And Sara the wife of Abram bore him no children; and she had an Egyptian maid, whose name was Agar.
2 Zo zeide Sarai tot Abram: Zie toch, de HEERE heeft mij toegesloten, dat ik niet bare; ga toch in tot mijn dienstmaagd, misschien zal ik uit haar gebouwd worden. En Abram hoorde naar de stem van Sarai.
And Sara said to Abram, Behold, the Lord has restrained me from bearing, go therefore in to my maid, that I may get children for myself through her. And Abram hearkened to the voice of Sara.
3 Zo nam Sarai, Abrams huisvrouw, de Egyptische Hagar, haar dienstmaagd, ten einde van tien jaren, welke Abram in het land Kanaan gewoond had, en zij gaf haar aan Abram, haar man, hem tot een vrouw.
So Sara the wife of Abram having taken Agar the Egyptian her handmaid, after Abram had dwelt ten years in the land of Chanaan, gave her to Abram her husband as a wife to him.
4 En hij ging in tot Hagar, en zij ontving. Als zij nu zag, dat zij ontvangen had, zo werd haar vrouw veracht in haar ogen.
And he went in to Agar, and she conceived, and saw that she was with child, and her mistress was dishonoured before her.
5 Toen zeide Sarai tot Abram: Mijn ongelijk is op u; ik heb mijn dienstmaagd in uw schoot gegeven; nu zij ziet, dat zij ontvangen heeft, zo ben ik veracht in haar ogen; de HEERE rechte tussen mij en tussen u!
And Sara said to Abram, I am injured by thee; I gave my handmaid into thy bosom, and when I saw that she was with child, I was dishonoured before her. The Lord judge between me and thee.
6 En Abram zeide tot Sarai: Zie uw dienstmaagd is in uw hand; doe haar, wat goed is in uw ogen. En Sarai vernederde haar, en zij vluchtte van haar aangezicht.
And Abram said to Sara, Behold thy handmaid is in thy hands, use her as it may seem good to thee. And Sara afflicted her, and she fled from her face.
7 En de Engel des HEEREN vond haar aan een waterfontein in de woestijn, aan de fontein op den weg van Sur.
And an angel of the Lord found her by the fountain of water in the wilderness, by the fountain in the way to Sur.
8 En hij zeide: Hagar, gij, dienstmaagd van Sarai! van waar komt gij, en waar zult gij heengaan? En zij zeide: Ik ben vluchtende van het aangezicht mijner vrouw Sarai!
And the angel of the Lord said to her, Agar, Sara's maid, whence comest thou, and wither goest thou? and she said, I am fleeing from the face of my mistress Sara.

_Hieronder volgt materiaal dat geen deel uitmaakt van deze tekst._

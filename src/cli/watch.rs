//! Watch command implementation
//!
//! Loads the snapshot, opens the live stream and redraws the dashboard
//! whenever the store, the stream state or the load state changes.
//! Redraws are coalesced to at most one per `--redraw-ms`.

use crate::api::ApiError;
use crate::cli::output::{
    format_alerts_table, format_groups_line, format_servers_table, format_status_line,
    format_summary_table,
};
use crate::cli::setup::{
    build_client, init_tracing, load_config_with_overrides, open_session, shutdown_signal,
};
use crate::cli::{ViewArgs, WatchArgs};
use crate::store::{DashboardSnapshot, LiveStore};
use crate::stream::{stream_url, ConnectionState, LiveConnection, StreamScope};
use crate::sync::{DashboardSync, LoadState};
use crate::view::{filter_servers, groups, sort_servers};
use std::time::Duration;
use tokio::sync::watch;
use tokio_util::sync::CancellationToken;

const CLEAR_SCREEN: &str = "\x1B[2J\x1B[H";

/// Most alerts shown under the server table.
const ALERT_ROWS: usize = 10;

/// Render one frame of the watch screen.
pub fn render_dashboard(
    snapshot: &DashboardSnapshot,
    view: &ViewArgs,
    server: Option<u64>,
    state: ConnectionState,
    load: &LoadState,
) -> String {
    let mut servers = filter_servers(
        snapshot
            .servers
            .values()
            .filter(|s| server.is_none_or(|id| s.server_id == id)),
        &view.filter(),
    );
    sort_servers(&mut servers, view.sort, view.direction());

    let mut out = format_status_line(state, load, snapshot.version);
    out.push('\n');

    if let Some(summary) = &snapshot.summary {
        out.push_str(&format_summary_table(summary));
        out.push('\n');
    }
    if let Some(line) = format_groups_line(&groups(snapshot.servers.values())) {
        out.push_str(&line);
        out.push('\n');
    }

    out.push_str(&format_servers_table(&servers));
    out.push('\n');

    let alerts: Vec<_> = snapshot
        .alerts
        .iter()
        .filter(|a| server.is_none_or(|id| a.server_id == id))
        .take(ALERT_ROWS)
        .cloned()
        .collect();
    if !alerts.is_empty() {
        out.push_str(&format_alerts_table(&alerts));
        out.push('\n');
    }

    out
}

/// Resolves when `rx` sees a new value; never resolves without a receiver
/// or after its sender is gone.
async fn state_changed(rx: &mut Option<watch::Receiver<ConnectionState>>) {
    match rx {
        Some(receiver) => {
            if receiver.changed().await.is_err() {
                *rx = None;
                std::future::pending::<()>().await;
            }
        }
        None => std::future::pending::<()>().await,
    }
}

/// Handle `servereye watch`
pub async fn run_watch(args: WatchArgs) -> Result<(), Box<dyn std::error::Error>> {
    let mut config = load_config_with_overrides(&args.connect)?;
    if args.no_stream {
        config.stream.enabled = false;
    }
    if let Some(refresh) = args.refresh {
        config.store.snapshot_refresh_seconds = refresh;
    }

    init_tracing(&config.logging)?;
    tracing::debug!(?config, "Loaded configuration");

    let scope = args
        .server
        .map_or(StreamScope::Dashboard, StreamScope::Server);
    let url = stream_url(&config.api.base_url, scope)?;
    tracing::info!(%scope, url = %url, "Starting live dashboard");

    let session = open_session(&config)?;
    let client = build_client(&config, session)?;

    let cancel_token = CancellationToken::new();
    let signal = tokio::spawn(shutdown_signal(cancel_token.clone()));

    let (store, store_join) = LiveStore::spawn(&config.store, cancel_token.clone());
    let sync = DashboardSync::new(client, store.clone()).with_refresh(Duration::from_secs(
        config.store.snapshot_refresh_seconds,
    ));

    let connection = LiveConnection::new(url, config.stream.clone());
    let handle = match sync.start(connection, &cancel_token).await {
        Ok(handle) => handle,
        Err(e) => {
            cancel_token.cancel();
            let _ = store_join.await;
            let _ = signal.await;
            return Err(e.into());
        }
    };

    let mut snapshots = store.subscribe();
    let mut loads = sync.load_state_changes();
    let mut states = handle.stream_state_changes();
    let redraw = Duration::from_millis(args.redraw_ms);

    let draw = |state: ConnectionState| {
        let snapshot = store.snapshot();
        let load = sync.load_state();
        let frame = render_dashboard(&snapshot, &args.view, args.server, state, &load);
        print!("{}{}", CLEAR_SCREEN, frame);
    };
    draw(handle.stream_state());

    let mut session_expired = false;
    loop {
        tokio::select! {
            biased;
            _ = cancel_token.cancelled() => break,
            changed = snapshots.changed() => {
                if changed.is_err() {
                    tracing::debug!("Store closed, leaving watch loop");
                    break;
                }
            }
            changed = loads.changed() => {
                if changed.is_ok() && loads.borrow_and_update().is_unauthorized() {
                    session_expired = true;
                    break;
                }
            }
            _ = state_changed(&mut states) => {}
        }

        // Coalesce bursts of changes into one redraw
        tokio::select! {
            _ = cancel_token.cancelled() => break,
            _ = tokio::time::sleep(redraw) => {}
        }
        let _ = snapshots.borrow_and_update();
        draw(handle.stream_state());
    }

    tracing::info!("Stopping live dashboard");
    handle.shutdown().await;
    cancel_token.cancel();
    let _ = store_join.await;
    let _ = signal.await;

    if session_expired {
        return Err(ApiError::Unauthorized.into());
    }
    Ok(())
}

9 Toen zeide de Engel des HEEREN tot haar: Keer weder tot uw vrouw, en verneder u onder haar handen.
And the angel of the Lord said to her, Return to thy mistress, and submit thyself under her hands.
10 Voorts zeide de Engel des HEEREN tot haar: Ik zal uw zaad grotelijks vermenigvuldigen, zodat het vanwege de menigte niet zal geteld worden.
And the angel of the Lord said to her, I will surely multiply thy seed, and it shall not be numbered for multitude.
11 Ook zeide des HEEREN Engel tot haar: Zie, gij zijt zwanger, en zult een zoon baren, en gij zult zijn naam Ismael noemen, omdat de HEERE uw verdrukking aangehoord heeft.
And the angel of the Lord said to her, Behold thou art with child, and shalt bear a son, and shalt call his name Ismael, for the Lord hath hearkened to thy humiliation.
12 En hij zal een woudezel van een mens zijn; zijn hand zal tegen allen zijn, en de hand van allen tegen hem; en hij zal wonen voor het aangezicht van al zijn broederen.
He shall be a wild man, his hands against all, and the hands of all against him, and he shall dwell in the presence of all his brethren.
13 En zij noemde den Naam des HEEREN, Die tot haar sprak: Gij, God des aanziens! want zij zeide: Heb ik ook hier gezien naar Dien, Die mij aanziet?
And she called the name of the Lord God who spoke to her, Thou art God who seest me; for she said, For I have openly seen him that appeared to me.
14 Daarom noemde men dien put, den put Lachai-Roi; ziet, hij is tussen Kades en tussen Bered.
Therefore she called the well, The well of him whom I have openly seen; behold it is between Cades and Barad.
15 En Hagar baarde Abram een zoon; en Abram noemde den naam zijns zoons, die Hagar gebaard had, Ismael.
And Agar bore a son to Abram; and Abram called the name of his son which Agar bore to him, Ismael.
16 En Abram was zes en tachtig jaren oud, toen Hagar Ismael aan Abram baarde.
And Abram was eighty-six years old, when Agar bore Ismael to Abram.